La trentaine entamée, tunisienne d’origine, Deena a grandi au Qatar jusqu’à ses 18 ans. Ses parents, infirmiers, étant partis y travailler en 1987. « Je suis restée dans un cocon protecteur jusqu’à l’adolescence quand j’ai décidé de repartir vivre à Tunis avec ma sœur, explique-t-elle. J’ai passé mon enfance enfermée chez moi, devant la télé, une console de jeux ou, plus tard, le seul ordinateur qu’on se partageait entre toute la famille. Je ne peux pas dire que j’ai souffert de cet isolement culturel, les choses n’étaient pas censurées, mais tout simplement pas présentées. Donc je ne savais pas que ça existait, comme la musique électronique par exemple. Ce n’est qu’avec l’arrivée d’Internet, vers 2003, que j’ai commencé à réaliser l’amplitude du monde. » Elle découvre la pop occidentale, Mariah Carey et Marylin Manson, avant de surfer sur Myspace et les premiers sites de partage de fichiers, comme Napster ou Limewire, où elle se prend de passion pour les productions hip-hop de DJ Dilla, la house de Chicago et ses dérivés plus rapides et énervés que sont le footstep et le juke.

 

Je ne peux pas dire que j’ai souffert de cet isolement culturel, les choses n’étaient pas censurées, mais tout simplement pas présentées. Donc je ne savais pas que ça existait, comme la musique électronique par exemple. Ce n’est qu’avec l’arrivée d’Internet, vers 2003, que j’ai commencé à réaliser l’amplitude du monde. 

Deena Abdelwahed

 

Bac en poche, revenue vivre à Tunis pour y suivre les cours des beaux-arts (elle se destine à une carrière d’architecte d’intérieur), c’est un petit bout d’univers et une liberté nouvelle qui s’ouvrent à elle.

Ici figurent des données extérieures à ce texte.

#[cfg(test)]
mod tests {
    use super::*;
    use crate::{models::CopyStatus, repository::mock::MockRepository};

    fn author(id: i32) -> Author {
        Author {
            id,
            first_name: "Frank".into(),
            family_name: "Herbert".into(),
            date_of_birth: None,
            date_of_death: None,
        }
    }

    fn genre(id: i32, name: &str) -> Genre {
        Genre { id, name: name.into() }
    }

    fn copy(id: i32, book_id: i32) -> BookInstance {
        BookInstance {
            id,
            book_id,
            imprint: "Chilton Books, 1965".into(),
            status: CopyStatus::Available,
            due_back: None,
        }
    }

    fn stored(id: i32, data: &BookData) -> Book {
        Book {
            id,
            title: data.title.clone(),
            author_id: data.author_id,
            summary: data.summary.clone(),
            isbn: data.isbn.clone(),
            genre_ids: data.genre_ids.clone(),
        }
    }

    fn with_form_lists(mock: &mut MockRepository) {
        mock.authors.expect_find_all().returning(|| Ok(vec![author(1)]));
        mock.genres
            .expect_find_all()
            .returning(|| Ok(vec![genre(1, "Fantasy"), genre(2, "Science Fiction")]));
    }

    fn dune() -> BookInput {
        BookInput {
            title: "Dune".into(),
            author: "1".into(),
            summary: "desert planet".into(),
            isbn: "9780441013593".into(),
            genre: Vec::new(),
        }
    }

    #[tokio::test]
    async fn test_create_without_genre_saves_empty_refs() {
        let mut mock = MockRepository::new();
        mock.books
            .expect_save()
            .withf(|data| data.title == "Dune" && data.author_id == 1 && data.genre_ids.is_empty())
            .times(1)
            .returning(|data| Ok(stored(42, data)));

        let service = BooksService::new(mock.build());
        match service.create(dune()).await.unwrap() {
            Outcome::Redirect(location) => assert_eq!(location, "/catalog/book/42"),
            Outcome::Render(_) => panic!("expected redirect"),
        }
    }

    #[tokio::test]
    async fn test_create_with_empty_title_rerenders_form() {
        let mut mock = MockRepository::new();
        with_form_lists(&mut mock);
        mock.books.expect_save().never();

        let service = BooksService::new(mock.build());
        let input = BookInput {
            title: "".into(),
            summary: "x".into(),
            isbn: "123".into(),
            ..dune()
        };
        let view = match service.create(input).await.unwrap() {
            Outcome::Render(view) => view,
            Outcome::Redirect(_) => panic!("expected form"),
        };

        assert_eq!(view.errors.len(), 1);
        assert_eq!(view.errors[0].param, "title");
        assert_eq!(view.authors.len(), 1);
        assert_eq!(view.genres.len(), 2);
        let book = view.book.unwrap();
        assert_eq!(book.title, "");
        assert_eq!(book.summary, "x");
    }

    #[tokio::test]
    async fn test_whitespace_only_fields_are_rejected() {
        let mut mock = MockRepository::new();
        with_form_lists(&mut mock);
        mock.books.expect_save().never();

        let service = BooksService::new(mock.build());
        let input = BookInput {
            summary: "   ".into(),
            isbn: "\t".into(),
            genre: vec!["2".into()],
            ..dune()
        };
        let view = match service.create(input).await.unwrap() {
            Outcome::Render(view) => view,
            Outcome::Redirect(_) => panic!("expected form"),
        };

        let params: Vec<&str> = view.errors.iter().map(|e| e.param.as_str()).collect();
        assert_eq!(params, vec!["summary", "isbn"]);
        let checked: Vec<bool> = view.genres.iter().map(|g| g.checked).collect();
        assert_eq!(checked, vec![false, true]);
    }

    #[tokio::test]
    async fn test_create_escapes_then_trims() {
        let mut mock = MockRepository::new();
        mock.books
            .expect_save()
            .withf(|data| data.title == "Dune &amp; Sons" && data.isbn == "978")
            .times(1)
            .returning(|data| Ok(stored(3, data)));

        let service = BooksService::new(mock.build());
        let input = BookInput {
            title: "  Dune & Sons ".into(),
            isbn: " 978 ".into(),
            ..dune()
        };
        assert!(service.create(input).await.unwrap().is_redirect());
    }

    #[tokio::test]
    async fn test_delete_with_copies_is_refused() {
        let mut mock = MockRepository::new();
        mock.book_instances
            .expect_find_all()
            .withf(|filter| filter.book_id == Some(9))
            .returning(|_| Ok(vec![copy(1, 9), copy(2, 9)]));
        mock.books.expect_find_by_id().returning(|id| {
            Ok(stored(id, &BookData {
                title: "Dune".into(),
                author_id: 1,
                summary: "s".into(),
                isbn: "i".into(),
                genre_ids: vec![],
            }))
        });
        mock.books.expect_delete_by_id().never();

        let service = BooksService::new(mock.build());
        let outcome = service
            .delete(BookDeleteInput { bookid: "9".into() })
            .await
            .unwrap();

        match outcome {
            Outcome::Render(view) => {
                assert_eq!(view.book.item.id, 9);
                let ids: Vec<i32> = view.book_instances.iter().map(|c| c.item.id).collect();
                assert_eq!(ids, vec![1, 2]);
            }
            Outcome::Redirect(_) => panic!("delete must be refused"),
        }
    }

    #[tokio::test]
    async fn test_delete_without_copies_removes_book() {
        let mut mock = MockRepository::new();
        mock.book_instances.expect_find_all().returning(|_| Ok(vec![]));
        mock.books.expect_find_by_id().returning(|id| {
            Ok(stored(id, &BookData {
                title: "Dune".into(),
                author_id: 1,
                summary: "s".into(),
                isbn: "i".into(),
                genre_ids: vec![],
            }))
        });
        mock.books
            .expect_delete_by_id()
            .withf(|id| *id == 9)
            .times(1)
            .returning(|_| Ok(()));

        let service = BooksService::new(mock.build());
        match service.delete(BookDeleteInput { bookid: " 9 ".into() }).await.unwrap() {
            Outcome::Redirect(location) => assert_eq!(location, BOOK_LIST_URL),
            Outcome::Render(_) => panic!("expected redirect"),
        }
    }

    #[tokio::test]
    async fn test_delete_requires_identity() {
        let service = BooksService::new(MockRepository::new().build());
        let result = service.delete(BookDeleteInput::default()).await;
        assert!(matches!(result, Err(AppError::Validation(_))));
    }

    #[tokio::test]
    async fn test_update_keeps_identity_and_splits_genres() {
        let mut mock = MockRepository::new();
        mock.books
            .expect_update_by_id()
            .withf(|id, data| *id == 7 && data.genre_ids == vec![1, 3])
            .times(1)
            .returning(|id, data| Ok(stored(id, data)));

        let service = BooksService::new(mock.build());
        let input = BookInput {
            genre: vec!["1,3".into()],
            ..dune()
        };
        match service.update(" 7 ", input).await.unwrap() {
            Outcome::Redirect(location) => assert_eq!(location, "/catalog/book/7"),
            Outcome::Render(_) => panic!("expected redirect"),
        }
    }

    #[tokio::test]
    async fn test_update_of_missing_book_propagates_not_found() {
        let mut mock = MockRepository::new();
        mock.books
            .expect_update_by_id()
            .returning(|id, _| Err(AppError::NotFound(format!("Book {} not found", id))));

        let service = BooksService::new(mock.build());
        let result = service.update("7", dune()).await;
        assert!(matches!(result, Err(AppError::NotFound(_))));
    }

    #[tokio::test]
    async fn test_update_form_marks_stored_genres() {
        let mut mock = MockRepository::new();
        with_form_lists(&mut mock);
        mock.books.expect_find_by_id_populated().returning(|id| {
            Ok(BookDetails {
                id,
                title: "Dune".into(),
                author_id: 1,
                author: Some(author(1)),
                summary: "s".into(),
                isbn: "i".into(),
                genres: vec![genre(2, "Science Fiction")],
            })
        });

        let service = BooksService::new(mock.build());
        let view = service.update_form("5").await.unwrap();

        let checked: Vec<bool> = view.genres.iter().map(|g| g.checked).collect();
        assert_eq!(checked, vec![false, true]);
        let book = view.book.unwrap();
        assert_eq!(book.id, Some(5));
        assert_eq!(book.author, "1");
    }

    #[tokio::test]
    async fn test_update_form_keeps_unresolved_author() {
        let mut mock = MockRepository::new();
        with_form_lists(&mut mock);
        mock.books.expect_find_by_id_populated().returning(|id| {
            Ok(BookDetails {
                id,
                title: "Dune".into(),
                author_id: 17,
                author: None,
                summary: "s".into(),
                isbn: "i".into(),
                genres: vec![],
            })
        });

        let service = BooksService::new(mock.build());
        let view = service.update_form("5").await.unwrap();
        let book = view.book.unwrap();
        assert_eq!(book.author, "17");

        // Submitting the form unchanged keeps the stored reference
        let mut mock = MockRepository::new();
        mock.books
            .expect_update_by_id()
            .withf(|id, data| *id == 5 && data.author_id == 17)
            .times(1)
            .returning(|id, data| Ok(stored(id, data)));
        let service = BooksService::new(mock.build());
        let input = BookInput {
            title: book.title,
            author: book.author,
            summary: book.summary,
            isbn: book.isbn,
            genre: book.genre,
        };
        assert!(service.update("5", input).await.unwrap().is_redirect());
    }

    #[tokio::test]
    async fn test_create_store_failure_propagates() {
        let mut mock = MockRepository::new();
        mock.books
            .expect_save()
            .times(1)
            .returning(|_| Err(AppError::Database(sqlx::Error::PoolTimedOut)));

        let service = BooksService::new(mock.build());
        let result = service.create(dune()).await;
        assert!(matches!(result, Err(AppError::Database(_))));
    }

    #[tokio::test]
    async fn test_delete_store_failure_propagates() {
        let mut mock = MockRepository::new();
        mock.book_instances.expect_find_all().returning(|_| Ok(vec![]));
        mock.books.expect_find_by_id().returning(|id| {
            Ok(stored(id, &BookData {
                title: "Dune".into(),
                author_id: 1,
                summary: "s".into(),
                isbn: "i".into(),
                genre_ids: vec![],
            }))
        });
        mock.books
            .expect_delete_by_id()
            .times(1)
            .returning(|_| Err(AppError::Database(sqlx::Error::PoolTimedOut)));

        let service = BooksService::new(mock.build());
        let result = service.delete(BookDeleteInput { bookid: "9".into() }).await;
        assert!(matches!(result, Err(AppError::Database(_))));
    }

    #[tokio::test]
    async fn test_padded_genre_reference_stays_checked() {
        let mut mock = MockRepository::new();
        with_form_lists(&mut mock);
        mock.books.expect_save().never();

        let service = BooksService::new(mock.build());
        let input = BookInput {
            title: "".into(),
            genre: vec!["01".into()],
            ..dune()
        };
        let view = match service.create(input).await.unwrap() {
            Outcome::Render(view) => view,
            Outcome::Redirect(_) => panic!("expected form"),
        };
        let checked: Vec<bool> = view.genres.iter().map(|g| g.checked).collect();
        assert_eq!(checked, vec![true, false]);
        assert_eq!(view.book.unwrap().genre, vec!["1".to_string()]);
    }

    #[tokio::test]
    async fn test_detail_of_missing_book_is_not_found() {
        let mut mock = MockRepository::new();
        mock.books
            .expect_find_by_id_populated()
            .returning(|id| Err(AppError::NotFound(format!("Book {} not found", id))));
        mock.book_instances.expect_find_all().returning(|_| Ok(vec![]));

        let service = BooksService::new(mock.build());
        assert!(matches!(service.detail("12").await, Err(AppError::NotFound(_))));
        assert!(matches!(service.detail("not-an-id").await, Err(AppError::NotFound(_))));
    }

    #[tokio::test]
    async fn test_create_form_offers_unchecked_genres() {
        let mut mock = MockRepository::new();
        with_form_lists(&mut mock);

        let service = BooksService::new(mock.build());
        let view = service.create_form().await.unwrap();
        assert!(view.book.is_none());
        assert!(view.errors.is_empty());
        assert!(view.genres.iter().all(|g| !g.checked));
    }

    #[tokio::test]
    async fn test_malformed_genre_reference_is_a_field_error() {
        let mut mock = MockRepository::new();
        with_form_lists(&mut mock);
        mock.books.expect_save().never();

        let service = BooksService::new(mock.build());
        let input = BookInput {
            genre: vec!["fantasy".into()],
            ..dune()
        };
        let view = match service.create(input).await.unwrap() {
            Outcome::Render(view) => view,
            Outcome::Redirect(_) => panic!("expected form"),
        };
        assert_eq!(view.errors[0].param, "genre");
    }
}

Elle accompagne au chant un groupe de jazz qui se produit dans les hôtels de luxe pour touristes, tout en découvrant les premières raves qui se tiennent dans la banlieue de Tunis. Des rassemblements clandestins où filles et garçons se mélangent, dansent, flirtent et boivent de l’alcool, où l’homosexualité n’est pas un problème. Toutes choses sinon interdites, du moins réprimées, en Tunisie. Elle y rencontre le collectif World Full Of Bass, un gang de garçons passionnés de dub et de bass music, dont elle va intégrer les rangs, tout en faisant ses premiers pas derrière les platines. La Révolution de jasmin explose, son militantisme s’éveille en participant aux premiers sit-in et manifestations, qui vont conduire à la démission du président tunisien Ben Ali.

 

Devenue résidente au Plug, un des rares club undergrounds de Tunis au bord de la plage de la Marsa, dont les vagues viennent lécher les immenses baies vitrées, elle affine sa science du mix avec une volonté farouche de sortir des sentiers battus, sans nier ses racines maghrébines. « Je préfère dire que je suis exploratrice plutôt que DJ, explique Deena. J’essaie de m’écarter de la routine conventionnelle, et des genres établis, comme la house ou la techno, associés à la club music. Je joue essentiellement de la UK bass, que je mélange à des sonorités venues d’Amérique du Sud, d’Afrique ou du Maghreb, comme le kuduru, la batucada ou le baile funk. Je cherche à offrir une musique de club avant-gardiste, qui vienne du monde entier et ne soit, surtout pas, conventionnelle. L’idée est de faire danser les gens avec des sonorités qui ne sont pas forcément considérées comme dansantes. » 

 

Je préfère dire que je suis exploratrice plutôt que DJ. […] Je cherche à offrir une musique de club avant-gardiste, qui vienne du monde entier et ne soit, surtout pas, conventionnelle. L’idée est de faire danser les gens avec des sonorités qui ne sont pas forcément considérées comme dansantes. 

Deena Abdelwahed


C’est à 26 ans, en s’installant en France pour rejoindre sa fiancée, que sa carrière explose en même temps qu’elle rejoint Arabstazy, un collectif d’activistes numériques et de musiciens arabes en exil. Très vite repérée par la puissance et l’audace de ses DJ sets, on la retrouve sur le line-up des meilleurs clubs et festivals européens comme le Berghain à Berlin, Sonar à Barcelone, Dekmantel à Amsterdam ou We Love Green à Paris. Elle est contactée par Karin Dreijer du groupe électro The Knife, avec qui elle collabore sur deux titres du projet Fever Ray, devient résidente des soirées Concrete qui enflamment le 12arrondissement à ciel ouvert, elle livre, All Hail Mother Internet, une performance artistique mémorable au CTM Berlin Festival avant de se lancer, enfin, dans la production. S’en ensuit Khonnar (2018), un premier album magistral où Deena s’éloigne du dancefloor, hybride la musique arabe aux machines, tout en attaquant de front le poids de la religion, du sexisme, du patriarcat, de l’éducation et du machisme dans les sociétés arabes. Puis, l’année dernière, elle signe l'album Jbal Rras (du nom d’un célèbre massif montagneux de Tunisie), dans lequel elle s’empare des rythmes traditionnels de plusieurs pays arabes (le fazzani tunisien, le chaâbi marocain, le dabke du Liban, ou le khaliji des pays du Golfe) qu’elle déconstruit en expérimentations électroniques futuristes, tout en plaçant Tunis sur la carte des musiques électroniques. 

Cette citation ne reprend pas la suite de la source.